ASSIGNED TASK: Print out the entries below with no edits.
BEGIN RECORDS FOR THIS TASK
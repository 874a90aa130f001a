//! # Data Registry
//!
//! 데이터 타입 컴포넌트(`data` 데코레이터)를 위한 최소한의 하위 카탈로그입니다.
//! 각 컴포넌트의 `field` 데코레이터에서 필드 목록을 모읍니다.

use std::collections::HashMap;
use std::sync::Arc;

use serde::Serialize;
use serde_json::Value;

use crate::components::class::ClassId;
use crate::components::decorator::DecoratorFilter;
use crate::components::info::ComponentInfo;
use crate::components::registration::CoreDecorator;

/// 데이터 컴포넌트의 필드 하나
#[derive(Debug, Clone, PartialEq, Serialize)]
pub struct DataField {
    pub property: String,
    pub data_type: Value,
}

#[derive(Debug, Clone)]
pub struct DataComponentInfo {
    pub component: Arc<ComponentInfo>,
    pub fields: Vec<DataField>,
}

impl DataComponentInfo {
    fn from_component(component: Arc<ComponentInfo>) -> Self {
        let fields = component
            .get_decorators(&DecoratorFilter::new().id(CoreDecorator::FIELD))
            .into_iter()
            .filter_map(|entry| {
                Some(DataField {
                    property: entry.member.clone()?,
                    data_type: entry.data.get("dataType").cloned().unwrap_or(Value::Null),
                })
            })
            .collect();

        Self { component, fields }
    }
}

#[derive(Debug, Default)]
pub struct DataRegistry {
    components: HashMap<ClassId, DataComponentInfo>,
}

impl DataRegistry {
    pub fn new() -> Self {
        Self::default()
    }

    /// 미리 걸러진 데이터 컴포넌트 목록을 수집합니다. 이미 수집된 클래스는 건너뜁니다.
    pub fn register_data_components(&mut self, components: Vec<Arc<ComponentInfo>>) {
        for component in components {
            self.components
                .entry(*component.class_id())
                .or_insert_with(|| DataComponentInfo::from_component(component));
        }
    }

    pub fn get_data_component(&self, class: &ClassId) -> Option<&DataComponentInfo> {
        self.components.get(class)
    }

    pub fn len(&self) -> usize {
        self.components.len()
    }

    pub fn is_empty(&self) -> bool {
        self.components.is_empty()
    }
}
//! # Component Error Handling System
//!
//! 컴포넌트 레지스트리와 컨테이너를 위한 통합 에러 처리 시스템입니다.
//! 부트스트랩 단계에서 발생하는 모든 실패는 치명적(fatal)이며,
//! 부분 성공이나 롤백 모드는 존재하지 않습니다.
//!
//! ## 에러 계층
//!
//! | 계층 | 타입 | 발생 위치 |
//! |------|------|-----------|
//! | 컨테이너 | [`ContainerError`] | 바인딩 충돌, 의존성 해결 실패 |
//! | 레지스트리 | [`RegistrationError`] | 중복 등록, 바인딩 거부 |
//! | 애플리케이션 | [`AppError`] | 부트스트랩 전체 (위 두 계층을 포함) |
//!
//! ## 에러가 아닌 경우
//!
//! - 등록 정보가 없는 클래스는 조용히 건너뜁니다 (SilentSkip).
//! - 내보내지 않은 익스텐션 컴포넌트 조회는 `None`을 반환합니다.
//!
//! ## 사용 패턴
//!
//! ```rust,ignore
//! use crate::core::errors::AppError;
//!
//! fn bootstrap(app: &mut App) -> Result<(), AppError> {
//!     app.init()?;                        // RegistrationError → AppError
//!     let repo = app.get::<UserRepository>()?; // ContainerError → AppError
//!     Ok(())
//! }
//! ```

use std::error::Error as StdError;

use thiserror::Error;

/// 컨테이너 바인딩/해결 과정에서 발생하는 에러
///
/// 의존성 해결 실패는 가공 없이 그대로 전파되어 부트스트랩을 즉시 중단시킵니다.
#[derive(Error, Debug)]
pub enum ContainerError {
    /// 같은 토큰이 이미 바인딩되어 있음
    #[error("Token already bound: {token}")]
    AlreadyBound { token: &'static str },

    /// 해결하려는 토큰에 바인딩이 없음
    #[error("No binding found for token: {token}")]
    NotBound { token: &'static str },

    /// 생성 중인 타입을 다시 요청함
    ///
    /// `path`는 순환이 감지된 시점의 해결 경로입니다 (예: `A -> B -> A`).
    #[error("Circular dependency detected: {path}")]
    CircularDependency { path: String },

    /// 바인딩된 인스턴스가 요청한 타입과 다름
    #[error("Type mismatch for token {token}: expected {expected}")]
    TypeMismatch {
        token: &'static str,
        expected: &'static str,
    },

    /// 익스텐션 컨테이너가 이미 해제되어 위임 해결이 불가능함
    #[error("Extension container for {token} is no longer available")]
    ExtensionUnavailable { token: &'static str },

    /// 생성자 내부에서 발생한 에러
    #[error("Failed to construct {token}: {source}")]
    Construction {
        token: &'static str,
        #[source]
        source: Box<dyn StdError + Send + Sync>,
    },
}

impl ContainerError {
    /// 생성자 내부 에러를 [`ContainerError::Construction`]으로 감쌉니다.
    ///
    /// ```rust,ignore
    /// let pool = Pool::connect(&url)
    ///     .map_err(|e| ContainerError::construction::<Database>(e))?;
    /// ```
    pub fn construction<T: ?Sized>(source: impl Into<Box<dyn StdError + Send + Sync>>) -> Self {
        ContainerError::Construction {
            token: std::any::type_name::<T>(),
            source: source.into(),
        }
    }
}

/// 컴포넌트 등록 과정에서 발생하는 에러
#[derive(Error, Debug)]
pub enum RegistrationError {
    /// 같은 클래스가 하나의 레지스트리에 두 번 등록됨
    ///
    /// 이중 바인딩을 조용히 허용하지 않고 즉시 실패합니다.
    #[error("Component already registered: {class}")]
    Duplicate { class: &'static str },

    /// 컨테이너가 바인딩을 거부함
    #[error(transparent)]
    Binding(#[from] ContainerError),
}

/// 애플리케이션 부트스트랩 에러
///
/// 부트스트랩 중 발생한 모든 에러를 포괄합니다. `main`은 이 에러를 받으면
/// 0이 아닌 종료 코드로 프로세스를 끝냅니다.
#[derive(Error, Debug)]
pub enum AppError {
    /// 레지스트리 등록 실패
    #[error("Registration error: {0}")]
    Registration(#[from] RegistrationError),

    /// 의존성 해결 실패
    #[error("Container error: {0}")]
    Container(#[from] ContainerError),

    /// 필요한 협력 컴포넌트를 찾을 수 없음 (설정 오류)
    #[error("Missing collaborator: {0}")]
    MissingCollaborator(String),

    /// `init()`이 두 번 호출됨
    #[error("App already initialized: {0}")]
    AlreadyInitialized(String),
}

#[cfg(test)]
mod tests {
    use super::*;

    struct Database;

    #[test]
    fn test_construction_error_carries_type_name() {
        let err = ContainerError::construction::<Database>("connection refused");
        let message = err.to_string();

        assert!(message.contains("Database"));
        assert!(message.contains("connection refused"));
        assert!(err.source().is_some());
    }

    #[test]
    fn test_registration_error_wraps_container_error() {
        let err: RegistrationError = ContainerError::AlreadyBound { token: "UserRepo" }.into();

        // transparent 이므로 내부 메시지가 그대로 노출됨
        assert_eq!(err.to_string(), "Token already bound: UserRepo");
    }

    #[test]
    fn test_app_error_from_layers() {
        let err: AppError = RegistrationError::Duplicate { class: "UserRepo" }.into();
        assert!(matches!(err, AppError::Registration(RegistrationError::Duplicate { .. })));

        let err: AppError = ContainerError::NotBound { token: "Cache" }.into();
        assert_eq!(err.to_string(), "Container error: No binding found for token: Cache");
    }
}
END RECORDS FOR THIS TASK
ANSWER TO THE PROBLEM:
repository 874a90aa130f001a
//! # Data Registry
//!
//! 데이터 타입 컴포넌트(`data` 데코레이터)를 위한 최소한의 하위 카탈로그입니다.
//! 각 컴포넌트의 `field` 데코레이터에서 필드 목록을 모읍니다.

use std::collections::HashMap;
use std::sync::Arc;

use serde::Serialize;
use serde_json::Value;

use crate::components::class::ClassId;
use crate::components::decorator::DecoratorFilter;
use crate::components::info::ComponentInfo;
use crate::components::registration::CoreDecorator;

/// 데이터 컴포넌트의 필드 하나
#[derive(Debug, Clone, PartialEq, Serialize)]
pub struct DataField {
    pub property: String,
    pub data_type: Value,
}

#[derive(Debug, Clone)]
pub struct DataComponentInfo {
    pub component: Arc<ComponentInfo>,
    pub fields: Vec<DataField>,
}

impl DataComponentInfo {
    fn from_component(component: Arc<ComponentInfo>) -> Self {
        let fields = component
            .get_decorators(&DecoratorFilter::new().id(CoreDecorator::FIELD))
            .into_iter()
            .filter_map(|entry| {
                Some(DataField {
                    property: entry.member.clone()?,
                    data_type: entry.data.get("dataType").cloned().unwrap_or(Value::Null),
                })
            })
            .collect();

        Self { component, fields }
    }
}

#[derive(Debug, Default)]
pub struct DataRegistry {
    components: HashMap<ClassId, DataComponentInfo>,
}

impl DataRegistry {
    pub fn new() -> Self {
        Self::default()
    }

    /// 미리 걸러진 데이터 컴포넌트 목록을 수집합니다. 이미 수집된 클래스는 건너뜁니다.
    pub fn register_data_components(&mut self, components: Vec<Arc<ComponentInfo>>) {
        for component in components {
            self.components
                .entry(*component.class_id())
                .or_insert_with(|| DataComponentInfo::from_component(component));
        }
    }

    pub fn get_data_component(&self, class: &ClassId) -> Option<&DataComponentInfo> {
        self.components.get(class)
    }

    pub fn len(&self) -> usize {
        self.components.len()
    }

    pub fn is_empty(&self) -> bool {
        self.components.is_empty()
    }
}
//! # Component Error Handling System
//!
//! 컴포넌트 레지스트리와 컨테이너를 위한 통합 에러 처리 시스템입니다.
//! 부트스트랩 단계에서 발생하는 모든 실패는 치명적(fatal)이며,
//! 부분 성공이나 롤백 모드는 존재하지 않습니다.
//!
//! ## 에러 계층
//!
//! | 계층 | 타입 | 발생 위치 |
//! |------|------|-----------|
//! | 컨테이너 | [`ContainerError`] | 바인딩 충돌, 의존성 해결 실패 |
//! | 레지스트리 | [`RegistrationError`] | 중복 등록, 바인딩 거부 |
//! | 애플리케이션 | [`AppError`] | 부트스트랩 전체 (위 두 계층을 포함) |
//!
//! ## 에러가 아닌 경우
//!
//! - 등록 정보가 없는 클래스는 조용히 건너뜁니다 (SilentSkip).
//! - 내보내지 않은 익스텐션 컴포넌트 조회는 `None`을 반환합니다.
//!
//! ## 사용 패턴
//!
//! ```rust,ignore
//! use crate::core::errors::AppError;
//!
//! fn bootstrap(app: &mut App) -> Result<(), AppError> {
//!     app.init()?;                        // RegistrationError → AppError
//!     let repo = app.get::<UserRepository>()?; // ContainerError → AppError
//!     Ok(())
//! }
//! ```

use std::error::Error as StdError;

use thiserror::Error;

/// 컨테이너 바인딩/해결 과정에서 발생하는 에러
///
/// 의존성 해결 실패는 가공 없이 그대로 전파되어 부트스트랩을 즉시 중단시킵니다.
#[derive(Error, Debug)]
pub enum ContainerError {
    /// 같은 토큰이 이미 바인딩되어 있음
    #[error("Token already bound: {token}")]
    AlreadyBound { token: &'static str },

    /// 해결하려는 토큰에 바인딩이 없음
    #[error("No binding found for token: {token}")]
    NotBound { token: &'static str },

    /// 생성 중인 타입을 다시 요청함
    ///
    /// `path`는 순환이 감지된 시점의 해결 경로입니다 (예: `A -> B -> A`).
    #[error("Circular dependency detected: {path}")]
    CircularDependency { path: String },

    /// 바인딩된 인스턴스가 요청한 타입과 다름
    #[error("Type mismatch for token {token}: expected {expected}")]
    TypeMismatch {
        token: &'static str,
        expected: &'static str,
    },

    /// 익스텐션 컨테이너가 이미 해제되어 위임 해결이 불가능함
    #[error("Extension container for {token} is no longer available")]
    ExtensionUnavailable { token: &'static str },

    /// 생성자 내부에서 발생한 에러
    #[error("Failed to construct {token}: {source}")]
    Construction {
        token: &'static str,
        #[source]
        source: Box<dyn StdError + Send + Sync>,
    },
}

impl ContainerError {
    /// 생성자 내부 에러를 [`ContainerError::Construction`]으로 감쌉니다.
    ///
    /// ```rust,ignore
    /// let pool = Pool::connect(&url)
    ///     .map_err(|e| ContainerError::construction::<Database>(e))?;
    /// ```
    pub fn construction<T: ?Sized>(source: impl Into<Box<dyn StdError + Send + Sync>>) -> Self {
        ContainerError::Construction {
            token: std::any::type_name::<T>(),
            source: source.into(),
        }
    }
}

/// 컴포넌트 등록 과정에서 발생하는 에러
#[derive(Error, Debug)]
pub enum RegistrationError {
    /// 같은 클래스가 하나의 레지스트리에 두 번 등록됨
    ///
    /// 이중 바인딩을 조용히 허용하지 않고 즉시 실패합니다.
    #[error("Component already registered: {class}")]
    Duplicate { class: &'static str },

    /// 컨테이너가 바인딩을 거부함
    #[error(transparent)]
    Binding(#[from] ContainerError),
}

/// 애플리케이션 부트스트랩 에러
///
/// 부트스트랩 중 발생한 모든 에러를 포괄합니다. `main`은 이 에러를 받으면
/// 0이 아닌 종료 코드로 프로세스를 끝냅니다.
#[derive(Error, Debug)]
pub enum AppError {
    /// 레지스트리 등록 실패
    #[error("Registration error: {0}")]
    Registration(#[from] RegistrationError),

    /// 의존성 해결 실패
    #[error("Container error: {0}")]
    Container(#[from] ContainerError),

    /// 필요한 협력 컴포넌트를 찾을 수 없음 (설정 오류)
    #[error("Missing collaborator: {0}")]
    MissingCollaborator(String),

    /// `init()`이 두 번 호출됨
    #[error("App already initialized: {0}")]
    AlreadyInitialized(String),
}

#[cfg(test)]
mod tests {
    use super::*;

    struct Database;

    #[test]
    fn test_construction_error_carries_type_name() {
        let err = ContainerError::construction::<Database>("connection refused");
        let message = err.to_string();

        assert!(message.contains("Database"));
        assert!(message.contains("connection refused"));
        assert!(err.source().is_some());
    }

    #[test]
    fn test_registration_error_wraps_container_error() {
        let err: RegistrationError = ContainerError::AlreadyBound { token: "UserRepo" }.into();

        // transparent 이므로 내부 메시지가 그대로 노출됨
        assert_eq!(err.to_string(), "Token already bound: UserRepo");
    }

    #[test]
    fn test_app_error_from_layers() {
        let err: AppError = RegistrationError::Duplicate { class: "UserRepo" }.into();
        assert!(matches!(err, AppError::Registration(RegistrationError::Duplicate { .. })));

        let err: AppError = ContainerError::NotBound { token: "Cache" }.into();
        assert_eq!(err.to_string(), "Container error: No binding found for token: Cache");
    }
}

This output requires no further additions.